Currently, an Executive Summary is available in English, Spanish, and German. Please share the results of the research with your community by posting a link to the report, or translating the report into your language.

You can discuss the results or raise questions on this talkpage or by contacting communityhealthwg@wikimedia.org. We will be collecting questions for review by staff and will have answers available starting June 28, 2021.

SPoore (WMF) Senior Strategist, Trust & Safety (talk) 13:58, 23 June 2021 (UTC)Reply

Ich denke ein wichtiger Schritt bezüglich des Verständnisses wäre eine geeignete Sprache. Bisher gibt es Umseitiges in zwei Sprachen. Falls Euch das ausreichend vorkommt: Überdenkt Euer Verständnis von "universal" ...Sicherlich ^Post 11:04, 24 June 2021 (UTC)Reply

Various thoughts: process, recommendations, further research, and what seems to be getting very short mention

Latest comment: 3 years ago4 comments2 people in discussion

Various thoughts on process and recommendations:

Research methods: given it being surfaced to all ArbComs (a positive), is there a reason for one notable difference in the languages of the noticeboards "Notices for this survey were also posted on the village pumps (or equivalent) on Italian, Spanish, French, German, Polish and Arabic Wikipedias." - why was en:WP:VPWMF not utilised?

The study correctly points out it was only a pilot study, but the nature of that makes me dispute how reasonable it is to be making recommendations with applicability to the entire meta-project. The current timing would indicate that UCOC recommendations are going to be drafted before a full-scale version of this report (something I would read with interest) can be created. That is to me very poor form to me, especially as it's not merely a risk of small sample size, but a confirmed non-representative form - both of these should be resolved.

Do we have a full list of survey and interview questions (both base and follow-up, for the latter)?

In terms of the distinctly draft recommendations, I have mixed views and would ask if issues and potential issues corresponding to each will also be part of any fuller survey?

Overwhelmingly, participants report that our existing enforcement systems are overly complicated and difficult to understand. - this certainly seems fair. One thing that I'd love to see for en-wiki, for example (given we have at least 7 conduct boards, plus private arbcom email) is something like a "conduct wizard" that will give simple questions and feed the person to the right place, and assist in dropping in evidence and so on.

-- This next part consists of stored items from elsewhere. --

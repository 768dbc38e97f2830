// Copyright 2021 Cargill Incorporated
//
// Licensed under the Apache License, Version 2.0 (the "License");
// you may not use this file except in compliance with the License.
// You may obtain a copy of the License at
//
//     http://www.apache.org/licenses/LICENSE-2.0
//
// Unless required by applicable law or agreed to in writing, software
// distributed under the License is distributed on an "AS IS" BASIS,
// WITHOUT WARRANTIES OR CONDITIONS OF ANY KIND, either express or implied.
// See the License for the specific language governing permissions and
// limitations under the License.

use std::collections::{BTreeMap, HashMap};
use std::fs;
use std::io::{self, Write};
use std::path::Path;

use cold_chain_sdk::ledger::memory::{LedgerSnapshot, MemoryLedger};
use cold_chain_sdk::ledger::{TransactionRequest, TransactionRequestBuilder, TxTimestamp};
use cold_chain_tp::{ColdChainTransactionHandler, Response};
use serde::Deserialize;

use crate::error::CliError;

/// Loads the ledger snapshot at `path`. A missing file yields an empty ledger.
pub fn load_ledger(path: &Path) -> Result<MemoryLedger, CliError> {
    if !path.exists() {
        debug!("No ledger at {}, starting empty", path.display());
        return Ok(MemoryLedger::new());
    }
    let snapshot: LedgerSnapshot = serde_json::from_slice(&fs::read(path)?)?;
    debug!(
        "Loaded {} entries from {}",
        snapshot.entry_count(),
        path.display()
    );
    Ok(MemoryLedger::from_snapshot(&snapshot)?)
}

pub fn save_ledger(path: &Path, ledger: &MemoryLedger) -> Result<(), CliError> {
    let snapshot = ledger.snapshot()?;
    fs::write(path, serde_json::to_vec_pretty(&snapshot)?)?;
    debug!(
        "Saved {} entries to {}",
        snapshot.entry_count(),
        path.display()
    );
    Ok(())
}

/// Parses `key=value` pairs into a transient map.
pub fn parse_transient<'a, I>(values: I) -> Result<HashMap<String, Vec<u8>>, CliError>
where
    I: IntoIterator<Item = &'a str>,
{
    values
        .into_iter()
        .map(|value| {
            let mut parts = value.splitn(2, '=');
            match (parts.next(), parts.next()) {
                (Some(key), Some(value)) if !key.is_empty() => {
                    Ok((key.to_string(), value.as_bytes().to_vec()))
                }
                _ => Err(CliError::UserError(format!(
                    "Transient field must be formatted as key=value: {}",
                    value
                ))),
            }
        })
        .collect()
}

/// Text printed for a successful invocation, if any.
pub fn render_response(response: &Response) -> Result<Option<String>, CliError> {
    let rendered = match response {
        Response::Empty => None,
        Response::Exists(exists) => Some(exists.to_string()),
        Response::Message(message) => Some(message.clone()),
        Response::Batch(batch) => Some(batch.to_string()),
        Response::Batches(_) | Response::History(_) => {
            Some(serde_json::to_string_pretty(response)?)
        }
    };
    Ok(rendered)
}

fn build_request(
    org: &str,
    function: &str,
    args: Vec<String>,
    transient: HashMap<String, Vec<u8>>,
    timestamp: TxTimestamp,
) -> Result<TransactionRequest, CliError> {
    TransactionRequestBuilder::new()
        .with_creator(org.to_string())
        .with_function(function.to_string())
        .with_args(args)
        .with_transient(transient)
        .with_timestamp(timestamp)
        .build()
        .map_err(|err| CliError::UserError(format!("Cannot build transaction: {}", err)))
}

/// Executes one function against the ledger file, saving it only if the transaction succeeds.
pub fn do_invoke(
    ledger_path: &Path,
    org: &str,
    function: &str,
    args: Vec<String>,
    transient: HashMap<String, Vec<u8>>,
) -> Result<(), CliError> {
    let ledger = load_ledger(ledger_path)?;
    let request = build_request(org, function, args, transient, TxTimestamp::now())?;
    let response = ledger.execute(&ColdChainTransactionHandler::new(), &request)?;
    save_ledger(ledger_path, &ledger)?;

    if let Some(output) = render_response(&response)? {
        println!("{}", output);
    }
    Ok(())
}

/// One invocation in a replay scenario.
#[derive(Debug, Deserialize)]
pub struct ScenarioStep {
    org: String,
    function: String,
    #[serde(default)]
    args: Vec<serde_yaml::Value>,
    #[serde(default)]
    transient: BTreeMap<String, String>,
    timestamp: Option<i64>,
}

impl ScenarioStep {
    fn args(&self) -> Result<Vec<String>, CliError> {
        self.args
            .iter()
            .map(|value| match value {
                serde_yaml::Value::String(value) => Ok(value.clone()),
                serde_yaml::Value::Number(value) => Ok(value.to_string()),
                serde_yaml::Value::Bool(value) => Ok(value.to_string()),
                _ => Err(CliError::UserError(format!(
                    "Argument of {} must be a scalar: {:?}",
                    self.function, value
                ))),
            })
            .collect()
    }

    fn transient(&self) -> HashMap<String, Vec<u8>> {
        self.transient
            .iter()
            .map(|(key, value)| (key.clone(), value.as_bytes().to_vec()))
            .collect()
    }
}

pub fn load_scenario(path: &Path) -> Result<Vec<ScenarioStep>, CliError> {
    Ok(serde_yaml::from_slice(&fs::read(path)?)?)
}

#[derive(Debug, Default, PartialEq)]
pub struct ReplaySummary {
    pub succeeded: usize,
    pub failed: usize,
}

/// Runs every step in order, writing each outcome to `out`. A failed step is reported and the
/// replay continues with the next one.
///
/// Steps without a timestamp run one second after the previous step, starting at `start`.
pub fn run_scenario(
    ledger: &MemoryLedger,
    steps: &[ScenarioStep],
    start: TxTimestamp,
    out: &mut dyn Write,
) -> Result<ReplaySummary, CliError> {
    let handler = ColdChainTransactionHandler::new();
    let mut summary = ReplaySummary::default();
    let mut clock = start.seconds();

    for (index, step) in steps.iter().enumerate() {
        let seconds = step.timestamp.unwrap_or(clock);

        info!("Step {}: {} as {}", index + 1, step.function, step.org);
        let outcome = match seconds.checked_add(1) {
            Some(next) => {
                clock = next;
                step.args().and_then(|args| {
                    let request = build_request(
                        &step.org,
                        &step.function,
                        args,
                        step.transient(),
                        TxTimestamp::new(seconds, 0),
                    )?;
                    Ok(ledger.execute(&handler, &request)?)
                })
            }
            None => Err(CliError::UserError(format!(
                "Timestamp {} is out of range",
                seconds
            ))),
        };

        match outcome {
            Ok(response) => {
                summary.succeeded += 1;
                match render_response(&response)? {
                    Some(output) => writeln!(out, "[{}] {}: {}", index + 1, step.function, output)?,
                    None => writeln!(out, "[{}] {}: ok", index + 1, step.function)?,
                }
            }
            Err(err) => {
                summary.failed += 1;
                writeln!(out, "[{}] {} failed: {}", index + 1, step.function, err)?;
            }
        }
    }

    Ok(summary)
}

pub fn do_replay(ledger_path: &Path, scenario_path: &Path) -> Result<(), CliError> {
    let ledger = load_ledger(ledger_path)?;
    let steps = load_scenario(scenario_path)?;

    let stdout = io::stdout();
    let mut out = stdout.lock();
    let summary = run_scenario(&ledger, &steps, TxTimestamp::now(), &mut out)?;
    save_ledger(ledger_path, &ledger)?;

    info!(
        "Replayed {} steps: {} succeeded, {} failed",
        steps.len(),
        summary.succeeded,
        summary.failed
    );
    Ok(())
}

#[cfg(test)]
mod tests {
    use super::*;

    use pretty_assertions::assert_eq;
    use tempfile::TempDir;

    const SCENARIO: &str = r#"
- org: Org1MSP
  function: CreateBatch
  args: [B1, "2021-05-01", "2022-05-01", 2, 8]
  transient:
    manufacturer: Acme
    vaccineType: mRNA
  timestamp: 1622541600
- org: Org3MSP
  function: AddTemperatureLog
  args: [B1, 4]
- org: Org3MSP
  function: AddTemperatureLog
  args: [B1, 9]
- org: Org2MSP
  function: CreateBatch
  args: [B2, "2021-05-01", "2022-05-01", 2, 8]
- org: Org2MSP
  function: VerifyTemperatureLogs
  args: [B1]
- org: Org1MSP
  function: GetTemperatureLogHistory
  args: [B1]
"#;

    #[test]
    // Test that a replay reports each step and keeps going after a failure
    fn test_run_scenario() {
        let steps: Vec<ScenarioStep> = serde_yaml::from_str(SCENARIO).unwrap();
        let ledger = MemoryLedger::new();
        let mut out = Vec::new();

        let summary = run_scenario(&ledger, &steps, TxTimestamp::new(0, 0), &mut out).unwrap();
        assert_eq!(
            summary,
            ReplaySummary {
                succeeded: 5,
                failed: 1
            }
        );

        let output = String::from_utf8(out).unwrap();
        let lines: Vec<&str> = output.lines().collect();
        assert_eq!(lines[0], "[1] CreateBatch: VaccineBatch with ID B1 added successfully");
        assert_eq!(lines[1], "[2] AddTemperatureLog: ok");
        assert!(lines[3].starts_with("[4] CreateBatch failed: Transaction failed: AccessDenied"));
        assert_eq!(
            lines[4],
            "[5] VerifyTemperatureLogs: Not Verified: Temp 9°C out of range [2°C, 8°C]"
        );
        assert!(output.contains("Temp: 4°C at 2021-06-01T10:00:01Z"));
        assert!(output.contains("Temp: 9°C at 2021-06-01T10:00:02Z"));
    }

    #[test]
    // Test that a step at the largest timestamp fails on its own and the replay continues
    fn test_run_scenario_timestamp_overflow() {
        let steps: Vec<ScenarioStep> = serde_yaml::from_str(
            r#"
- org: Org3MSP
  function: StartDelivery
  args: [B1]
  timestamp: 9223372036854775807
- org: Org3MSP
  function: CompleteDelivery
  args: [B1]
- org: Org2MSP
  function: GetDeliveryStatus
  args: [B1]
"#,
        )
        .unwrap();
        let ledger = MemoryLedger::new();
        let mut out = Vec::new();

        let summary =
            run_scenario(&ledger, &steps, TxTimestamp::new(1_622_541_600, 0), &mut out).unwrap();
        assert_eq!(
            summary,
            ReplaySummary {
                succeeded: 2,
                failed: 1
            }
        );

        let output = String::from_utf8(out).unwrap();
        let lines: Vec<&str> = output.lines().collect();
        assert_eq!(
            lines[0],
            "[1] StartDelivery failed: Error: Timestamp 9223372036854775807 is out of range"
        );
        assert_eq!(lines[2], "[3] GetDeliveryStatus: Batch B1 is currently: Delivered");
    }

    #[test]
    // Test that a ledger survives a save and load
    fn test_save_and_load_ledger() {
        let temp_dir = TempDir::new().unwrap();
        let path = temp_dir.path().join("ledger.json");

        let ledger = load_ledger(&path).unwrap();
        assert_eq!(ledger.snapshot().unwrap().entry_count(), 0);

        let steps: Vec<ScenarioStep> = serde_yaml::from_str(SCENARIO).unwrap();
        run_scenario(&ledger, &steps, TxTimestamp::new(0, 0), &mut Vec::new()).unwrap();
        save_ledger(&path, &ledger).unwrap();

        let restored = load_ledger(&path).unwrap();
        assert_eq!(restored.snapshot().unwrap(), ledger.snapshot().unwrap());
        assert_eq!(restored.snapshot().unwrap().entry_count(), 3);
    }

    #[test]
    // Test that invoke only persists successful transactions
    fn test_do_invoke_persists_on_success() {
        let temp_dir = TempDir::new().unwrap();
        let path = temp_dir.path().join("ledger.json");

        match do_invoke(&path, "Org2MSP", "DeleteBatch", vec!["B1".to_string()], HashMap::new()) {
            Err(CliError::TransactionError(_)) => (),
            res => panic!("Expected TransactionError, got {:?}", res),
        }
        assert!(!path.exists());

        let transient = parse_transient(vec!["manufacturer=Acme", "vaccineType=mRNA"]).unwrap();
        do_invoke(
            &path,
            "Org1MSP",
            "CreateBatch",
            vec!["B1", "2021-05-01", "2022-05-01", "-20", "-10"]
                .into_iter()
                .map(String::from)
                .collect(),
            transient,
        )
        .unwrap();

        let ledger = load_ledger(&path).unwrap();
        assert!(ledger
            .get_private_data("BatchCollection", "B1")
            .unwrap()
            .is_some());
    }

    #[test]
    fn test_parse_transient() {
        let transient = parse_transient(vec!["manufacturer=Acme=Corp"]).unwrap();
        assert_eq!(transient["manufacturer"], b"Acme=Corp".to_vec());

        match parse_transient(vec!["manufacturer"]) {
            Err(CliError::UserError(_)) => (),
            res => panic!("Expected UserError, got {:?}", res),
        }
    }

    #[test]
    fn test_render_response() {
        assert_eq!(render_response(&Response::Empty).unwrap(), None);
        assert_eq!(
            render_response(&Response::Exists(false)).unwrap(),
            Some("false".to_string())
        );
        assert_eq!(
            render_response(&Response::History(vec!["Temp: 5°C at now".to_string()])).unwrap(),
            Some("[\n  \"Temp: 5°C at now\"\n]".to_string())
        );
    }
}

Clarify and streamline the reporting process, for both reporters and administrators. - sort of akin to the above. Combining conduct boards does come with its own sets of issues, including a clogging effect, or complexity of having different rulesets applying to different issues on the same page (an example being discretionary sanctions on en:WP:AE vs en:WP:ANI or simple en:WP:AIV cases vs complex en:WP:ANI aspects).

Make it easier to surface incidents of harassment to administrators this is certainly true, but there are legitimate disagreements on its ultimate reach. We already get a large number of content disputes incorrectly bought to a conduct board, and were you, say, to put a "report this" button next to every edit, this rate would skyrocket.

Provide more flexible and varied outcomes for reporting - en:WP:MEDCAB hasn't existed for a long time, but something akin would be interesting. I'm not sure how readily a conduct mediation method may scale, but would be interesting to look into. I'm somewhat concerned by "This could include allowing reporters to have input on the outcome of reports," - the current phrasing isn't especially clear as to what exactly may be meant by it. I would have thought most communities were already at least fairly open to reducing the sanction that most thought suitable if all/the sole victim themselves felt that was warranted, but the default assumption by the nature of the reporter reporting something is they view it severely unless otherwise stated, so giving them remit to further escalate seems...odd.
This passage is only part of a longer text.